Since coming to power, the Ford government has selectively attacked working people through a series of regressive and destructive changes. The government has:

  • cut $22.7 million to low income child care subsidies slated for 2019;
  • withdrawn a three per cent increase and instead applied a 1.5 per cent increase to OW and ODSP;
  • capped the minimum wage at $14 instead $15 per hour;
  • withheld a 33 per cent increase for rape-crisis centres and may scrap it altogether;
  • cut $335 million for mental health services;
  • repealed changes to the Labour Relations Act that made it easier for workers in certain sectors to join a union, canceled two paid sick days and 10 personal emergency leave days, eliminated pay-equity for part-time and casual workers; and
  • canceled a universal approach to drug benefit coverage for children and youth under 25.

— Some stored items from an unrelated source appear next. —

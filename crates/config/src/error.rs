use std::path::PathBuf;

/// Errors raised while loading or validating configuration.
#[derive(Debug, thiserror::Error)]
pub enum Error {
    #[error("failed to read {}: {source}", path.display())]
    Read {
        path: PathBuf,
        #[source]
        source: std::io::Error,
    },

    #[error("failed to parse {}: {message}", path.display())]
    Parse { path: PathBuf, message: String },

    #[error("unsupported config format: .{0}")]
    UnsupportedFormat(String),

    #[error("invalid configuration: {0}")]
    Invalid(String),
}

impl Error {
    pub(crate) fn parse(path: &std::path::Path, message: impl std::fmt::Display) -> Self {
        Self::Parse {
            path: path.to_path_buf(),
            message: message.to_string(),
        }
    }
}

pub type Result<T> = std::result::Result<T, Error>;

These government actions undermine the very fabric of our society, attacking core values of altruism, collective responsibility, universality, and compassion. Without these, how can we begin to ensure the well-being of all children and youth?

It’s no secret that we are wealthier than ever, but we have also become a more unequal society. The government has steadily cut back on government revenues while private wealth and corporate profits have soared. Ontario does not have a spending problem. We have a revenue problem. There simply is no excuse for not investing in the success of all children and youth through stable, quality, public social services. 

The workers who are dedicated to improving the lives of all children in Ontario are putting this government on notice today – a different Ontario is possible. We are committed to working with our partners and in our communities to build a society where all children have the chance to thrive and to dream.  I would like to thank every worker who helps Ontario children for your professionalism, your compassion and your dedication.